Masinton berharap fraksi-fraksi lain di DPR mendukung usulan hak angket terhadap lembaga penegak konstitusi itu.
"Kita harapkan beberapa teman-teman ya, mendukung usulan ini. Karena kita punya semangat yang sama untuk menegakkan konstitusi dan Undang-undang ini secara baik dan benar," ujarnya.
Menurutnya, semua lembaga negara yang melaksanakan undang-undang bisa menjadi objek angket.
"Iya kan. Kita kan tidak masuk kepada kewenangan yudisial-nya, gitu lho," ungkap Masinton.
Adapun usulan Masinton disampaikan dalam rapat paripurna yang digelar di kompleks parlemen, Senayan, Jakarta, Selasa (30/10/2023) kemarin.
Masinton menilai terjadi tragedi konstitusi setelah putusan MK Nomor 90/PUU-XXI/2023 terkait batas usia capres dan cawapres.
"Tapi apa hari ini yang terjadi? Ini kita mengalami satu tragedi konstitusi pasca terbitnya putusan MK 16 Oktober lalu. Ya, itu adalah tirani konstitusi," kata Masinton.
Dia menegaskan konstitusi harus berdiri tegak, tidak boleh dipermainkan atas nama pragmatis politik sempit.
Masinton menjelaskan dirinya bersuara bukan atas kepentingan pasangan capres dan cawapres 2024.
"Tapi saya bicara tentang bagaimana kita bicara tentang bagaimana kita menjaga mandat konstitusi, menjaga mandat reformasi dan demokrasi ini," ucapnya.
Dia menambahkan putusan MK tersebut tidak berdasarkan kepentingan konstitusi, namun dianggap putusan kaum tirani.
"Putusan MK bukan lagi berdasar dan berlandas atas kepentingan konstitusi, putusan MK itu lebih pada putusan kaum tirani saudara-saudara. Maka kita harus mengajak secara sadar dan kita harus sadarkan bahwa konstitusi kita sedang diinjak-injak," jelas Masinton.

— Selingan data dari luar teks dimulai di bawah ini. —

//! Deployment errors. All variants are `Severity::Configuration`: the
//! registry rejects the request and the UVN's current deployment, if any,
//! is left untouched.

use shared_types::errors::{Classified, Severity};
use shared_types::ids::CellId;

#[derive(Debug, thiserror::Error)]
pub enum DeploymentError {
    #[error("cell {0} is private and has no public peer to attach to")]
    PrivateCellUnreachable(CellId),
    #[error("backbone graph is disconnected")]
    Disconnected,
    #[error("link subnet pool exhausted after {0} allocations")]
    PoolExhausted(usize),
    #[error("static strategy_args missing or malformed edge list")]
    MalformedEdgeList,
    #[error("static edge list references unknown cell {0}")]
    UnknownCell(CellId),
    #[error("random strategy requires at least one public cell")]
    NoPublicCells,
}

impl Classified for DeploymentError {
    fn severity(&self) -> Severity {
        Severity::Configuration
    }
}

Sebagai informasi, Mahkamah Konstitusi (MK) resmi melantik tiga orang untuk menjadi anggota Majelis Kehormatan MK (MKMK) Ad Hoc. Di antaranya yaitu Jimly Assiddiqie, Bintan Saragih, dan Wahiduddin Adams.
MKMK Ad Hoc dibentuk untuk menindaklanjuti sejumlah laporan dugaan pelangharan etik ke MK imbas putusan 90/PUU-XXI/2023.